**Work required:** The response should be the lines of the data, starting at the first and ending at the one that contains "pub struct CliArgs", copied without change.
(Entries provided begins)
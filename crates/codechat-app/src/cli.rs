//! CLI argument definitions for the codechat binary.
//!
//! Priority resolution: CLI args > env vars > config file > defaults.

use clap::Parser;
use std::path::PathBuf;

/// codechat: ask a local code question-answering backend from the terminal.
#[derive(Parser, Debug)]
#[command(name = "codechat", version, about)]
pub struct CliArgs {
    /// Path to the configuration file.
    #[arg(short = 'c', long = "config")]
    pub config: Option<PathBuf>,

    /// Backend base URL, e.g. http://localhost:8000.
    #[arg(short = 's', long = "server")]
    pub server: Option<String>,

    /// Log level (trace, debug, info, warn, error).
    #[arg(short = 'l', long = "log-level")]
    pub log_level: Option<String>,

    /// Skip the name prompt.
    #[arg(short = 'n', long = "name")]
    pub name: Option<String>,

    /// File to attach before the first question.
    #[arg(short = 'a', long = "attach")]
    pub attach: Option<PathBuf>,

    /// Ask a single question, print the answer and exit.
    #[arg(short = 'q', long = "ask")]
    pub ask: Option<String>,
}

impl CliArgs {
    /// Resolve the configuration file path.
    ///
    /// Priority: --config flag > CODECHAT_CONFIG env var > ~/.codechat/config.toml.
    pub fn resolve_config_path(&self) -> PathBuf {
        if let Some(ref p) = self.config {
            return p.clone();
        }
        if let Ok(p) = std::env::var("CODECHAT_CONFIG") {
            return PathBuf::from(p);
        }
        default_config_path()
    }

    /// Resolve the backend base URL.
    ///
    /// Priority: --server flag > CODECHAT_SERVER env var > config file value.
    pub fn resolve_server(&self, config_base_url: &str) -> String {
        if let Some(ref s) = self.server {
            return s.clone();
        }
        if let Ok(s) = std::env::var("CODECHAT_SERVER") {
            if !s.trim().is_empty() {
                return s;
            }
        }
        config_base_url.to_string()
    }

    /// Resolve the log level.
    ///
    /// Priority: --log-level flag > config file value.
    pub fn resolve_log_level(&self, config_level: &str) -> String {
        self.log_level
            .clone()
            .unwrap_or_else(|| config_level.to_string())
    }
}

/// Default config file path for the current platform.
fn default_config_path() -> PathBuf {
    #[cfg(target_os = "windows")]
    if let Ok(home) = std::env::var("USERPROFILE") {
        return PathBuf::from(home).join(".codechat").join("config.toml");
    }
    #[cfg(not(target_os = "windows"))]
    if let Ok(home) = std::env::var("HOME") {
        return PathBuf::from(home).join(".codechat").join("config.toml");
    }
    PathBuf::from("config.toml")
}

#[cfg(test)]
mod tests {
    use super::*;

    #[test]
    fn test_parse_all_flags() {
        let args = CliArgs::try_parse_from([
            "codechat",
            "--config",
            "/tmp/codechat.toml",
            "--server",
            "http://127.0.0.1:9000",
            "--log-level",
            "debug",
            "--name",
            "Ada",
            "--attach",
            "src/main.c",
            "--ask",
            "what is main?",
        ])
        .unwrap();
        assert_eq!(args.resolve_config_path(), PathBuf::from("/tmp/codechat.toml"));
        assert_eq!(
            args.resolve_server("http://localhost:8000"),
            "http://127.0.0.1:9000"
        );
        assert_eq!(args.resolve_log_level("info"), "debug");
        assert_eq!(args.name.as_deref(), Some("Ada"));
        assert_eq!(args.attach, Some(PathBuf::from("src/main.c")));
        assert_eq!(args.ask.as_deref(), Some("what is main?"));
    }

    #[test]
    fn test_log_level_falls_back_to_config() {
        let args = CliArgs::try_parse_from(["codechat"]).unwrap();
        assert_eq!(args.resolve_log_level("warn"), "warn");
        assert!(args.name.is_none());
        assert!(args.ask.is_none());
    }

    #[test]
    fn test_unknown_flag_is_rejected() {
        assert!(CliArgs::try_parse_from(["codechat", "--port", "1"]).is_err());
    }
}
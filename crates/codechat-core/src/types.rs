use std::fmt;
use std::path::{Path, PathBuf};

use chrono::{DateTime, Utc};
use serde::{Deserialize, Serialize};

// =============================================================================
// Enums
// =============================================================================

/// Author of a transcript entry.
#[derive(Clone, Copy, Debug, PartialEq, Eq, Hash, Serialize, Deserialize)]
#[serde(rename_all = "snake_case")]
pub enum Role {
    /// Typed or dictated by the person at the keyboard.
    User,
    /// Produced by the backend (or by the client on its behalf).
    Bot,
}

impl fmt::Display for Role {
    fn fmt(&self, f: &mut fmt::Formatter<'_>) -> fmt::Result {
        match self {
            Role::User => write!(f, "user"),
            Role::Bot => write!(f, "bot"),
        }
    }
}

/// Whether an entry still waits for its response.
#[derive(Clone, Copy, Debug, PartialEq, Eq, Hash, Serialize, Deserialize)]
#[serde(rename_all = "snake_case")]
pub enum EntryStatus {
    Final,
    /// Placeholder shown while the request is in flight.
    Pending,
}

/// Which screen is visible.
#[derive(Clone, Copy, Debug, Default, PartialEq, Eq, Hash, Serialize, Deserialize)]
#[serde(rename_all = "snake_case")]
pub enum View {
    /// Name entry step. Initial view.
    #[default]
    Welcome,
    /// Transcript and input field.
    Chat,
}

// =============================================================================
// Transcript
// =============================================================================

/// Position of an entry in the transcript.
///
/// The transcript is append-only, so the position never changes once issued.
#[derive(Clone, Copy, Debug, PartialEq, Eq, Hash, PartialOrd, Ord, Serialize, Deserialize)]
pub struct EntryId(pub usize);

impl fmt::Display for EntryId {
    fn fmt(&self, f: &mut fmt::Formatter<'_>) -> fmt::Result {
        write!(f, "#{}", self.0 + 1)
    }
}

/// A single rendered message in the transcript.
#[derive(Clone, Debug, PartialEq, Serialize, Deserialize)]
pub struct TranscriptEntry {
    pub id: EntryId,
    pub role: Role,
    /// Raw message text, without the bot marker.
    pub text: String,
    pub status: EntryStatus,
    pub created_at: DateTime<Utc>,
    pub updated_at: DateTime<Utc>,
}

impl TranscriptEntry {
    /// Returns whether the entry is still a placeholder.
    pub fn is_pending(&self) -> bool {
        self.status == EntryStatus::Pending
    }

    /// Text as shown to the user: bot entries carry the marker.
    pub fn display_text(&self, bot_marker: &str) -> String {
        match self.role {
            Role::User => self.text.clone(),
            Role::Bot if bot_marker.is_empty() => self.text.clone(),
            Role::Bot => format!("{} {}", bot_marker, self.text),
        }
    }
}

// =============================================================================
// Attachment
// =============================================================================

/// Handle to a user-selected local file.
///
/// Only the path is held; the contents are read when a request is built, so
/// edits made to the file after selection are picked up by the next question.
#[derive(Clone, Debug, PartialEq, Eq, Serialize, Deserialize)]
pub struct Attachment {
    pub path: PathBuf,
    pub file_name: String,
}

impl Attachment {
    /// Create a handle for the file at `path`.
    ///
    /// The file name falls back to the full path when it has no final component.
    pub fn from_path(path: impl AsRef<Path>) -> Self {
        let path = path.as_ref().to_path_buf();
        let file_name = path
            .file_name()
            .map(|n| n.to_string_lossy().to_string())
            .unwrap_or_else(|| path.to_string_lossy().to_string());
        Self { path, file_name }
    }

    /// MIME type guessed from the extension.
    pub fn mime_type(&self) -> String {
        mime_guess::from_path(&self.path)
            .first_or_octet_stream()
            .essence_str()
            .to_string()
    }

    /// Short label shown next to the input field.
    pub fn label(&self) -> String {
        format!("Selected: {}", self.file_name)
    }

    /// Confirmation surfaced when the file is picked.
    pub fn ready_notice(&self) -> String {
        format!(
            "📁 File \"{}\" is ready to be used with your next question.",
            self.file_name
        )
    }
}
(Entries provided ends)
**Final answer:**
filename crates/codechat-app/src/cli.rs
//! CLI argument definitions for the codechat binary.
//!
//! Priority resolution: CLI args > env vars > config file > defaults.

use clap::Parser;
use std::path::PathBuf;

/// codechat: ask a local code question-answering backend from the terminal.
#[derive(Parser, Debug)]
#[command(name = "codechat", version, about)]
pub struct CliArgs {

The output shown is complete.